Quant à la deuxième partie de l'article, je pense qu'elle doit également disparaître. Elle constituait une sorte de privilège en faveur du commerce de librairie ; la section centrale en a proposé la suppression, et le gouvernement se rallie à cette proposition.

M. Cumont. -L'intention de M. le ministre serait-elle de faire payer pour les circulaires 10 centimes ?

M. le ministre des travaux pubics (M. Rolin). - Non. La faveur attribuée aux circulaires et aux imprimés de toute nature resterait entière; il ne serait pas dérogé à l'article 6 de la loi du 24 décembre 1847; seulement on ne pourrait, de même que sous l'empire de cette loi, tracer à la main sur les imprimés aucun chiffre, aucune indication ; sinon l'imprimé aurait le caractère d'une lettre et dès lors il serait assujetti à la taxe de 10 centimes.

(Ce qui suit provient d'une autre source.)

//! Realtime output: the block renderer and the devices that drive it.
//!
//! The renderer runs inside the device callback. It only touches atomics and
//! the block queue, and it waits at most one pop timeout per callback.

use std::sync::atomic::{AtomicBool, AtomicU32, AtomicU64, Ordering};
use std::sync::Arc;
use std::thread::{self, JoinHandle};
use std::time::{Duration, Instant};

use cpal::{
    traits::{DeviceTrait, HostTrait, StreamTrait},
    BufferSize, Device, SampleFormat, SampleRate, Stream, StreamConfig,
};
use flowstate_core::{AudioBlock, Error, Result, StreamProperties};
use parking_lot::Mutex;
use tracing::{debug, error, info, warn};

use crate::buffer::SharedBlockQueue;
use crate::metrics::EngineMetrics;

/// Values the callback reads without locking.
#[derive(Debug)]
pub struct SinkShared {
    volume: AtomicU32,
    muted: AtomicBool,
    /// Underruns are only counted while playback is expected.
    active: AtomicBool,
    played_frame: AtomicU64,
    device_lost: AtomicBool,
}

impl SinkShared {
    pub fn new(volume: f32) -> Arc<Self> {
        Arc::new(Self {
            volume: AtomicU32::new(volume.clamp(0.0, 1.0).to_bits()),
            muted: AtomicBool::new(false),
            active: AtomicBool::new(false),
            played_frame: AtomicU64::new(0),
            device_lost: AtomicBool::new(false),
        })
    }

    pub fn volume(&self) -> f32 {
        f32::from_bits(self.volume.load(Ordering::Relaxed))
    }

    /// Store a volume clamped to `0.0..=1.0`. Mute state is untouched.
    pub fn set_volume(&self, volume: f32) -> f32 {
        let volume = if volume.is_nan() { 0.0 } else { volume.clamp(0.0, 1.0) };
        self.volume.store(volume.to_bits(), Ordering::Relaxed);
        volume
    }

    pub fn is_muted(&self) -> bool {
        self.muted.load(Ordering::Relaxed)
    }

    pub fn set_muted(&self, muted: bool) {
        self.muted.store(muted, Ordering::Relaxed);
    }

    /// Volume after mute: 0 when muted, otherwise the stored volume.
    pub fn effective_volume(&self) -> f32 {
        if self.is_muted() {
            0.0
        } else {
            self.volume()
        }
    }

    pub fn set_active(&self, active: bool) {
        self.active.store(active, Ordering::Relaxed);
    }

    pub fn is_active(&self) -> bool {
        self.active.load(Ordering::Relaxed)
    }

    /// Frame index of the last sample written to the device.
    pub fn played_frame(&self) -> u64 {
        self.played_frame.load(Ordering::Relaxed)
    }

    pub fn set_played_frame(&self, frame: u64) {
        self.played_frame.store(frame, Ordering::Relaxed);
    }

    pub fn mark_device_lost(&self) {
        self.device_lost.store(true, Ordering::Relaxed);
    }

    /// Returns and clears the device-lost flag.
    pub fn take_device_lost(&self) -> bool {
        self.device_lost.swap(false, Ordering::Relaxed)
    }
}

/// Callback core: fills device buffers from the block queue.
pub struct BlockRenderer {
    queue: SharedBlockQueue,
    shared: Arc<SinkShared>,
    metrics: Arc<EngineMetrics>,
    properties: StreamProperties,
    block_size: usize,
    pop_timeout: Duration,
    /// Partially written block and the next sample offset into it.
    carry: Option<(AudioBlock, usize)>,
    epoch: u64,
}

impl BlockRenderer {
    pub fn new(
        queue: SharedBlockQueue,
        shared: Arc<SinkShared>,
        metrics: Arc<EngineMetrics>,
        properties: StreamProperties,
        block_size: usize,
        pop_timeout: Duration,
    ) -> Self {
        let epoch = queue.epoch();
        Self {
            queue,
            shared,
            metrics,
            properties,
            block_size,
            pop_timeout,
            carry: None,
            epoch,
        }
    }

    pub const fn properties(&self) -> StreamProperties {
        self.properties
    }

    pub const fn block_size(&self) -> usize {
        self.block_size
    }

    pub fn shared(&self) -> Arc<SinkShared> {
        self.shared.clone()
    }

    /// Fill `out` (interleaved, configured channel count) with audio or silence.
    pub fn render(&mut self, out: &mut [f32]) {
        let channels = self.properties.channel_count();
        let volume = self.shared.effective_volume();
        let mut written = 0;

        while written < out.len() {
            self.drop_stale_carry();
            if self.carry.is_none() {
                match self.queue.pop(self.pop_timeout) {
                    Some(block) if block.has_shape(self.block_size, self.properties.channels)
                        && block.sample_rate() == self.properties.sample_rate =>
                    {
                        self.carry = Some((block, 0));
                    }
                    Some(block) => {
                        self.metrics.record_shape_mismatch();
                        warn!(
                            "Dropping block of {} frames ({}), expected {} frames ({})",
                            block.frames(),
                            block.properties(),
                            self.block_size,
                            self.properties
                        );
                        let n = (self.block_size * channels).min(out.len() - written);
                        out[written..written + n].fill(0.0);
                        written += n;
                        continue;
                    }
                    None => {
                        if self.shared.is_active() {
                            let count = self.metrics.record_underrun();
                            debug!("Output underrun #{count}");
                        }
                        out[written..].fill(0.0);
                        break;
                    }
                }
            }

            let Some((block, offset)) = self.carry.as_mut() else {
                continue;
            };
            let samples = block.samples();
            let n = (samples.len() - *offset).min(out.len() - written);
            for (dst, src) in out[written..written + n]
                .iter_mut()
                .zip(&samples[*offset..*offset + n])
            {
                *dst = src * volume;
            }
            written += n;
            *offset += n;
            let frame = block.start_frame() + (*offset / channels) as u64;
            self.shared.set_played_frame(frame);
            if *offset >= samples.len() {
                self.carry = None;
            }
        }

        self.metrics.record_frames((out.len() / channels.max(1)) as u64);
    }

    fn drop_stale_carry(&mut self) {
        let epoch = self.queue.epoch();
        if epoch != self.epoch {
            self.epoch = epoch;
            self.carry = None;
        }
    }
}

/// A sink the renderer can be attached to.
///
/// Not `Send`: platform streams are pinned to the thread that built them.
pub trait OutputDevice {
    /// Start calling `renderer` at the renderer's stream properties.
    fn open(&mut self, renderer: BlockRenderer) -> Result<()>;

    fn close(&mut self);

    fn is_open(&self) -> bool;

    fn name(&self) -> String;
}

/// Hardware output through cpal.
pub struct CpalDevice {
    /// Requested device; `None` uses the host default.
    device_name: Option<String>,
    stream: Option<Stream>,
    active_name: String,
}

impl CpalDevice {
    pub fn new(device_name: Option<String>) -> Self {
        Self {
            device_name,
            stream: None,
            active_name: String::new(),
        }
    }

    fn find_device(&self) -> Result<Device> {
        let host = cpal::default_host();
        match &self.device_name {
            None => host
                .default_output_device()
                .ok_or_else(|| Error::Device("No output device found".to_string())),
            Some(wanted) => host
                .output_devices()
                .map_err(|e| Error::Device(format!("Failed to list devices: {e}")))?
                .find(|d| d.name().is_ok_and(|n| &n == wanted))
                .ok_or_else(|| Error::Device(format!("Output device '{wanted}' not found"))),
        }
    }

    fn build_stream<T: cpal::SizedSample + cpal::FromSample<f32>>(
        device: &Device,
        config: &StreamConfig,
        mut renderer: BlockRenderer,
    ) -> Result<Stream> {
        let shared = renderer.shared();
        let err_fn = move |err| {
            error!("Audio stream error: {err}");
            shared.mark_device_lost();
        };
        let mut scratch: Vec<f32> = Vec::new();

        device
            .build_output_stream(
                config,
                move |data: &mut [T], _: &cpal::OutputCallbackInfo| {
                    if scratch.len() < data.len() {
                        scratch.resize(data.len(), 0.0);
                    }
                    let buf = &mut scratch[..data.len()];
                    renderer.render(buf);
                    for (dst, src) in data.iter_mut().zip(buf.iter()) {
                        *dst = T::from_sample(*src);
                    }
                },
                err_fn,
                None,
            )
            .map_err(|e| Error::Device(format!("Failed to build stream: {e}")))
    }
}

impl OutputDevice for CpalDevice {
    fn open(&mut self, renderer: BlockRenderer) -> Result<()> {
        self.close();
        let device = self.find_device()?;
        let name = device.name().unwrap_or_else(|_| "Unknown".to_string());
        let props = renderer.properties();

        let sample_format = device
            .default_output_config()
            .map_err(|e| Error::Device(format!("Failed to get output config: {e}")))?
            .sample_format();
        let config = StreamConfig {
            channels: props.channels,
            sample_rate: SampleRate(props.sample_rate),
            buffer_size: BufferSize::Default,
        };
        debug!("Opening {name} at {props} ({sample_format:?})");

        let stream = match sample_format {
            SampleFormat::F32 => Self::build_stream::<f32>(&device, &config, renderer)?,
            SampleFormat::I16 => Self::build_stream::<i16>(&device, &config, renderer)?,
            SampleFormat::U16 => Self::build_stream::<u16>(&device, &config, renderer)?,
            _ => {
                return Err(Error::Device(format!(
                    "Unsupported sample format: {sample_format:?}"
                )));
            }
        };
        stream
            .play()
            .map_err(|e| Error::Device(format!("Failed to start stream: {e}")))?;

        info!("Using audio output device: {name}");
        self.active_name = name;
        self.stream = Some(stream);
        Ok(())
    }

    fn close(&mut self) {
        if self.stream.take().is_some() {
            debug!("Closed output stream on {}", self.active_name);
        }
    }

    fn is_open(&self) -> bool {
        self.stream.is_some()
    }

    fn name(&self) -> String {
        if self.active_name.is_empty() {
            self.device_name.clone().unwrap_or_else(|| "default".to_string())
        } else {
            self.active_name.clone()
        }
    }
}

/// Discards audio on a timer thread paced at the block period.
#[derive(Default)]
pub struct NullDevice {
    running: Option<(Arc<AtomicBool>, JoinHandle<()>)>,
}

impl NullDevice {
    pub fn new() -> Self {
        Self::default()
    }
}

impl OutputDevice for NullDevice {
    fn open(&mut self, mut renderer: BlockRenderer) -> Result<()> {
        self.close();
        let props = renderer.properties();
        let period = Duration::from_secs_f64(props.block_period_secs(renderer.block_size()));
        let mut buf = vec![0.0f32; renderer.block_size() * props.channel_count()];
        let running = Arc::new(AtomicBool::new(true));
        let flag = running.clone();

        let handle = thread::Builder::new()
            .name("flowstate-null-output".to_string())
            .spawn(move || {
                let mut next = Instant::now();
                while flag.load(Ordering::Relaxed) {
                    renderer.render(&mut buf);
                    next += period;
                    let now = Instant::now();
                    if next > now {
                        thread::sleep(next - now);
                    } else {
                        next = now;
                    }
                }
            })
            .map_err(|e| Error::Device(format!("Failed to start null output: {e}")))?;
        self.running = Some((running, handle));
        Ok(())
    }

    fn close(&mut self) {
        if let Some((flag, handle)) = self.running.take() {
            flag.store(false, Ordering::Relaxed);
            if handle.join().is_err() {
                error!("Null output thread panicked");
            }
        }
    }

    fn is_open(&self) -> bool {
        self.running.is_some()
    }

    fn name(&self) -> String {
        "null".to_string()
    }
}

impl Drop for NullDevice {
    fn drop(&mut self) {
        self.close();
    }
}

/// Device driven explicitly by the caller, one buffer at a time.
///
/// Cloning shares the same slot, so a test can keep a handle while the
/// controller owns the device.
#[derive(Clone, Default)]
pub struct ManualDevice {
    renderer: Arc<Mutex<Option<BlockRenderer>>>,
    fail_open: Arc<AtomicBool>,
}

impl ManualDevice {
    pub fn new() -> Self {
        Self::default()
    }

    /// Make subsequent `open` calls fail with a device error.
    pub fn set_fail_open(&self, fail: bool) {
        self.fail_open.store(fail, Ordering::Relaxed);
    }

    /// Render `frames` frames, or `None` while closed.
    pub fn render(&self, frames: usize) -> Option<AudioBlock> {
        let mut slot = self.renderer.lock();
        let renderer = slot.as_mut()?;
        let props = renderer.properties();
        let mut buf = vec![0.0; frames * props.channel_count()];
        renderer.render(&mut buf);
        Some(AudioBlock::from_interleaved(buf, props))
    }

    /// Simulate the device disappearing mid-stream.
    pub fn lose_device(&self) {
        if let Some(renderer) = self.renderer.lock().take() {
            renderer.shared().mark_device_lost();
        }
    }
}

impl OutputDevice for ManualDevice {
    fn open(&mut self, renderer: BlockRenderer) -> Result<()> {
        if self.fail_open.load(Ordering::Relaxed) {
            return Err(Error::Device("manual device unavailable".to_string()));
        }
        *self.renderer.lock() = Some(renderer);
        Ok(())
    }

    fn close(&mut self) {
        self.renderer.lock().take();
    }

    fn is_open(&self) -> bool {
        self.renderer.lock().is_some()
    }

    fn name(&self) -> String {
        "manual".to_string()
    }
}

/// List available output devices.
pub fn list_output_devices() -> Result<Vec<String>> {
    let host = cpal::default_host();

    let devices: Vec<String> = host
        .output_devices()
        .map_err(|e| Error::Device(format!("Failed to list devices: {e}")))?
        .filter_map(|d| d.name().ok())
        .collect();

    Ok(devices)
}

/// Get the default output device name.
pub fn default_device_name() -> Option<String> {
    let host = cpal::default_host();
    host.default_output_device().and_then(|d| d.name().ok())
}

M. Cumont. - Il y a à cela un grave inconvénient, c'est que souvent, au moment où l'on doit expédier des prix courants, il y a des variations qu'on n'a pas eu le temps de faire imprimer; cependant il est important pour le commerce que les prix courants puissent partir par le premier convoi. Si vous exigez qu'ils soient entièrement imprimés, vous détruisez les bons résultats que le commerce en attend; il est impossible de les faire imprimer d'avance.

M. le ministre des travaux pubics (M. Rolin). - M. Cumont se trompe. Dans le cas particulier qu'il prévoit, le prix courant, bien que contenant des indications à la main, n'en pourra pas moins partir par le premier convoi; mais le commerçant payera un port de lettre; et cela est juste. Une circulaire, un prospectus, un prix courant, qui contient des indications à la main, n'a plus ce caractère de généralité qui justifie une faveur exceptionnelle. C'est un avis particulier, personnel, qui s'adresse spécialement à tel ou tel correspondant ; et cet avis a véritablement le caractère d'une lettre. Il est donc juste qu'il paye comme telle.

M. Manilius. - Je pense qu'il vaudrait mieux maintenir l'article tel qu'il avait été proposé en premier lieu par le gouvernement. Il n'est pas possible de faire imprimer les prix courants au moment où il faut en faire usage ; on les fait imprimer d'avance et on les remplit d'après les fluctuations.

M. le ministre des travaux pubics (M. Rolin). - L'observation qui vient de vous être présentée vient à l'appui de la suppression proposée, plutôt qu'elle n'y est contraire. Au surplus, ce que je propose pour les imprimés, contenant des indications à la main, c'est ce qui existe en Angleterre pour les imprimés en général.

M. Cumont. - Je dois insister sur ce que j'ai eu l'honneur de dire, c'est qu'il est impossible que les prix courants soient imprimés en temps utile pour les faire partir par le premier convoi. Je pense que lorsqu'on inscrit dans un prix courant les prix qui viennent d'être fixés, on n'en fait pas pour cela une lettre; au reste, dans la catégorie des prix courants, si vous n'accordez plus cette faveur au commerce, vous détruisez l'effet des prix courants, ou vous occasionnez un retard jusqu'au lendemain. Ensuite, la plupart du temps les prix courants ne pourront pas être affranchis, et alors ils devront payer 20 centimes. Ce serait une charge énorme pour le commerce.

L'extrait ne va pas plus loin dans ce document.